The right ventricle becomes divided into two distinct regions, the dilated atrialized portion and the functional portion consisting of the trabecular apical region of the right ventricle and the outflow tract. The true undisplaced tricuspid annulus is often significantly dilated. Varying degrees of regurgitation through the dysplastic valve can occur leading to further and progressive dilatation of the atrialized portion of the right ventricle. As a result of the dilatation of the true annulus and the atrialized portion of the right ventricle the interventricular septum can display leftward bulge and encroach on the left ventricular outflow tract potentially leading to obstruction which may only become haemodynamically relevant during exertion. The turbulence created in the outflow tract can lead to flow acceleration across the narrowed orifice and the development of systolic anterior motion (SAM) of the mitral valve leaflet. The mechanism of this is proposed to be similar to that encountered in hypertrophic cardiomyopathy [5]. Whilst some debate exists as to the true mechanism of SAM it is likely to be due to a combination of lift and drag at low velocities and the venturi effect at higher velocities [5]. Indeed Sherrid et al. demonstrated that SAM begins at low velocity when the venturi forces are present at a relatively low magnitude. Their study indicated that the hydrodynamic force that predominates at low velocity is the drag effect due to the pushing force of flow [5].

In addition to the above pathology our patient also demonstrated evidence of accessory mitral valve tissue.

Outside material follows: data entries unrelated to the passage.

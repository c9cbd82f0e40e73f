//! Persistence interface consumed by the plan executor.
//!
//! Mirrors the relational shape pages(1)-(N)sections(1)-(N)notes. The SQLite
//! `Database` is the production implementation.

use async_trait::async_trait;

use crate::error::{PlanError, PlanResult};
use crate::models::{NewNote, NewPage, NewSection, Note, NoteUpdate, Page, Section};
use super::Database;

/// Row filter for notes. Unset fields don't constrain; an empty list matches nothing.
#[derive(Debug, Clone, Default, PartialEq)]
pub struct NoteWhere {
    pub ids: Option<Vec<i64>>,
    pub section_ids: Option<Vec<i64>>,
}

impl NoteWhere {
    pub fn for_ids(ids: Vec<i64>) -> Self {
        Self {
            ids: Some(ids),
            ..Default::default()
        }
    }

    pub fn for_sections(section_ids: Vec<i64>) -> Self {
        Self {
            section_ids: Some(section_ids),
            ..Default::default()
        }
    }
}

/// Row filter for sections
#[derive(Debug, Clone, Default, PartialEq)]
pub struct SectionWhere {
    pub ids: Option<Vec<i64>>,
    pub page_ids: Option<Vec<i64>>,
}

impl SectionWhere {
    pub fn for_ids(ids: Vec<i64>) -> Self {
        Self {
            ids: Some(ids),
            ..Default::default()
        }
    }

    pub fn for_pages(page_ids: Vec<i64>) -> Self {
        Self {
            page_ids: Some(page_ids),
            ..Default::default()
        }
    }
}

#[async_trait]
pub trait WorkspaceStore: Send + Sync {
    async fn create_page(&self, page: &NewPage) -> PlanResult<Page>;
    async fn create_section(&self, section: &NewSection) -> PlanResult<Section>;
    async fn create_note(&self, note: &NewNote) -> PlanResult<Note>;

    /// Fails with `Persistence` when the note does not exist
    async fn update_note(&self, id: i64, update: &NoteUpdate) -> PlanResult<()>;

    async fn delete_notes(&self, filter: &NoteWhere) -> PlanResult<usize>;
    async fn delete_sections(&self, filter: &SectionWhere) -> PlanResult<usize>;
    async fn delete_page(&self, id: i64) -> PlanResult<()>;

    async fn list_pages(&self) -> PlanResult<Vec<Page>>;
    async fn list_sections(&self, filter: &SectionWhere) -> PlanResult<Vec<Section>>;
    async fn list_notes(&self, filter: &NoteWhere) -> PlanResult<Vec<Note>>;
}

#[async_trait]
impl WorkspaceStore for Database {
    async fn create_page(&self, page: &NewPage) -> PlanResult<Page> {
        Ok(Database::create_page(self, page)?)
    }

    async fn create_section(&self, section: &NewSection) -> PlanResult<Section> {
        Ok(Database::create_section(self, section)?)
    }

    async fn create_note(&self, note: &NewNote) -> PlanResult<Note> {
        Ok(Database::create_note(self, note)?)
    }

    async fn update_note(&self, id: i64, update: &NoteUpdate) -> PlanResult<()> {
        if Database::update_note(self, id, update)? {
            Ok(())
        } else {
            Err(PlanError::Persistence(format!("note {} does not exist", id)))
        }
    }

    async fn delete_notes(&self, filter: &NoteWhere) -> PlanResult<usize> {
        Ok(Database::delete_notes(self, filter)?)
    }

    async fn delete_sections(&self, filter: &SectionWhere) -> PlanResult<usize> {
        Ok(Database::delete_sections(self, filter)?)
    }

    async fn delete_page(&self, id: i64) -> PlanResult<()> {
        if Database::delete_page(self, id)? {
            Ok(())
        } else {
            Err(PlanError::Persistence(format!("page {} does not exist", id)))
        }
    }

    async fn list_pages(&self) -> PlanResult<Vec<Page>> {
        Ok(Database::list_pages(self)?)
    }

    async fn list_sections(&self, filter: &SectionWhere) -> PlanResult<Vec<Section>> {
        Ok(Database::list_sections(self, filter)?)
    }

    async fn list_notes(&self, filter: &NoteWhere) -> PlanResult<Vec<Note>> {
        Ok(Database::list_notes(self, filter)?)
    }
}
//! Run-scoped record of what a plan has created so far.
//!
//! Lives for exactly one plan execution; never persisted.

use serde::Serialize;

use crate::models::EntityKind;

/// An entity created earlier in the current run
#[derive(Debug, Clone, PartialEq, Serialize)]
pub struct CreatedEntity {
    pub id: i64,
    /// Page/section name, or note content
    pub name: String,
    /// Owning page for sections, owning section for notes
    pub parent_id: Option<i64>,
}

#[derive(Debug, Clone, Default, Serialize)]
pub struct ExecutionContext {
    pub last_page_id: Option<i64>,
    pub last_section_id: Option<i64>,
    pub last_note_id: Option<i64>,
    pub created_pages: Vec<CreatedEntity>,
    pub created_sections: Vec<CreatedEntity>,
    pub created_notes: Vec<CreatedEntity>,
}

impl ExecutionContext {
    pub fn new() -> Self {
        Self::default()
    }

    /// Record a successful creation and move the "last created" pointer
    pub fn record_created(&mut self, kind: EntityKind, entity: CreatedEntity) {
        let id = entity.id;
        match kind {
            EntityKind::Page => {
                self.created_pages.push(entity);
                self.last_page_id = Some(id);
            }
            EntityKind::Section => {
                self.created_sections.push(entity);
                self.last_section_id = Some(id);
            }
            EntityKind::Note => {
                self.created_notes.push(entity);
                self.last_note_id = Some(id);
            }
        }
    }

    pub fn created(&self, kind: EntityKind) -> &[CreatedEntity] {
        match kind {
            EntityKind::Page => &self.created_pages,
            EntityKind::Section => &self.created_sections,
            EntityKind::Note => &self.created_notes,
        }
    }

    pub fn last_created(&self, kind: EntityKind) -> Option<i64> {
        match kind {
            EntityKind::Page => self.last_page_id,
            EntityKind::Section => self.last_section_id,
            EntityKind::Note => self.last_note_id,
        }
    }

    /// Drop pointers to entities that no longer exist (after a delete)
    pub fn forget(&mut self, kind: EntityKind, ids: &[i64]) {
        let pointer = match kind {
            EntityKind::Page => &mut self.last_page_id,
            EntityKind::Section => &mut self.last_section_id,
            EntityKind::Note => &mut self.last_note_id,
        };
        if pointer.is_some_and(|id| ids.contains(&id)) {
            *pointer = None;
        }
    }
}

#[cfg(test)]
mod tests {
    use super::*;

    #[test]
    fn test_record_and_forget() {
        let mut ctx = ExecutionContext::new();
        ctx.record_created(
            EntityKind::Section,
            CreatedEntity { id: 3, name: "Checklist".into(), parent_id: Some(1) },
        );
        assert_eq!(ctx.last_created(EntityKind::Section), Some(3));
        assert_eq!(ctx.created(EntityKind::Section).len(), 1);
        assert_eq!(ctx.last_created(EntityKind::Page), None);

        ctx.forget(EntityKind::Section, &[3]);
        assert_eq!(ctx.last_created(EntityKind::Section), None);
        // The created list is append-only
        assert_eq!(ctx.created_sections.len(), 1);
    }
}
//! SQLite connection and schema for the workspace.
//!
//! Foreign keys are enforced but never cascade: deletes must be issued
//! child-before-parent (notes, sections, page).

use chrono::{DateTime, Utc};
use parking_lot::{Mutex, MutexGuard};
use rusqlite::{Connection, Result as SqliteResult};
use std::path::Path;

pub struct Database {
    conn: Mutex<Connection>,
}

impl Database {
    /// Open (or create) the database file and make sure all tables exist
    pub fn new(database_url: &str) -> SqliteResult<Self> {
        if let Some(parent) = Path::new(database_url).parent() {
            if !parent.as_os_str().is_empty() {
                std::fs::create_dir_all(parent).ok();
            }
        }

        let conn = Connection::open(database_url)?;
        Self::init(conn)
    }

    /// Fresh in-memory database (tests, dry runs)
    pub fn open_in_memory() -> SqliteResult<Self> {
        Self::init(Connection::open_in_memory()?)
    }

    fn init(conn: Connection) -> SqliteResult<Self> {
        conn.execute_batch("PRAGMA foreign_keys = ON;")?;
        Self::init_tables(&conn)?;
        log::debug!("[DB] Schema ready");
        Ok(Self {
            conn: Mutex::new(conn),
        })
    }

    fn init_tables(conn: &Connection) -> SqliteResult<()> {
        conn.execute_batch(
            "CREATE TABLE IF NOT EXISTS pages (
                id INTEGER PRIMARY KEY AUTOINCREMENT,
                name TEXT NOT NULL,
                starred INTEGER NOT NULL DEFAULT 0,
                position INTEGER NOT NULL,
                created_at TEXT NOT NULL
            );

            CREATE TABLE IF NOT EXISTS sections (
                id INTEGER PRIMARY KEY AUTOINCREMENT,
                name TEXT NOT NULL,
                page_id INTEGER NOT NULL REFERENCES pages(id),
                position INTEGER NOT NULL,
                created_at TEXT NOT NULL
            );
            CREATE INDEX IF NOT EXISTS idx_sections_page ON sections(page_id);

            CREATE TABLE IF NOT EXISTS notes (
                id INTEGER PRIMARY KEY AUTOINCREMENT,
                section_id INTEGER NOT NULL REFERENCES sections(id),
                content TEXT NOT NULL,
                completed INTEGER NOT NULL DEFAULT 0,
                completed_by TEXT,
                completed_at TEXT,
                date TEXT,
                tags TEXT NOT NULL DEFAULT '[]',
                created_by TEXT,
                created_at TEXT NOT NULL
            );
            CREATE INDEX IF NOT EXISTS idx_notes_section ON notes(section_id);

            CREATE TABLE IF NOT EXISTS kv_store (
                key TEXT PRIMARY KEY,
                value TEXT NOT NULL,
                updated_at TEXT NOT NULL
            );",
        )
    }

    pub(crate) fn conn(&self) -> MutexGuard<'_, Connection> {
        self.conn.lock()
    }
}

/// Parse an RFC 3339 column, reporting bad data as a conversion failure
pub(crate) fn parse_timestamp(idx: usize, value: &str) -> SqliteResult<DateTime<Utc>> {
    DateTime::parse_from_rfc3339(value)
        .map(|dt| dt.with_timezone(&Utc))
        .map_err(|e| {
            rusqlite::Error::FromSqlConversionFailure(idx, rusqlite::types::Type::Text, Box::new(e))
        })
}

/// Build `?N, ?N+1, ...` placeholders for an IN list starting at `start`
pub(crate) fn placeholders(start: usize, count: usize) -> String {
    (start..start + count)
        .map(|i| format!("?{}", i))
        .collect::<Vec<_>>()
        .join(", ")
}

#[cfg(test)]
mod tests {
    use super::*;
    use tempfile::tempdir;

    #[test]
    fn test_placeholders() {
        assert_eq!(placeholders(1, 3), "?1, ?2, ?3");
        assert_eq!(placeholders(4, 1), "?4");
    }

    #[test]
    fn test_new_creates_parent_dir() {
        let dir = tempdir().unwrap();
        let path = dir.path().join("nested").join("notebook.db");
        Database::new(path.to_str().unwrap()).expect("open database");
        assert!(path.exists());
    }
}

Whilst this accessory tissue represents a relatively rare congenital defect it often co-exists with other congenital anomalies [6]. In keeping with the development of the tricuspid valve, early morphogenesis of the mitral valve requires separation of the endocardial cushions and this perhaps explains the co-existence of these conditions. The presence of accessory tissue leads to an increased mass effect and turbulence in the outflow tract with associated fibrous tissue deposition. This has been shown to result in SAM and outflow tract obstruction [6].

Whilst an elevated outflow tract velocity was not demonstrated at rest on transthoracic echocardiography in our patient it is likely that the outflow tract obstruction secondary to the dual pathology of Ebstein’s with left septal bulge and accessory mitral valve tissue leads to haemodynamic significance during extreme exertion.

Conclusion

Whilst Ebsteins Anomaly remains a rare form of congenital heart disease it is important to appreciate that it is often accompanied by other congenital defects. Atypical symptoms should prompt thorough investigation and review of imaging by experts in this field. The possibility of outflow tract obstruction should be considered in patients reporting exertional shortness of breath. In the absence of ventricular dysfunction, arrhythmias or syncope we suggest that it is reasonable to adopt an observational strategy to the management of these patients by way of annual clinical review and echocardiography.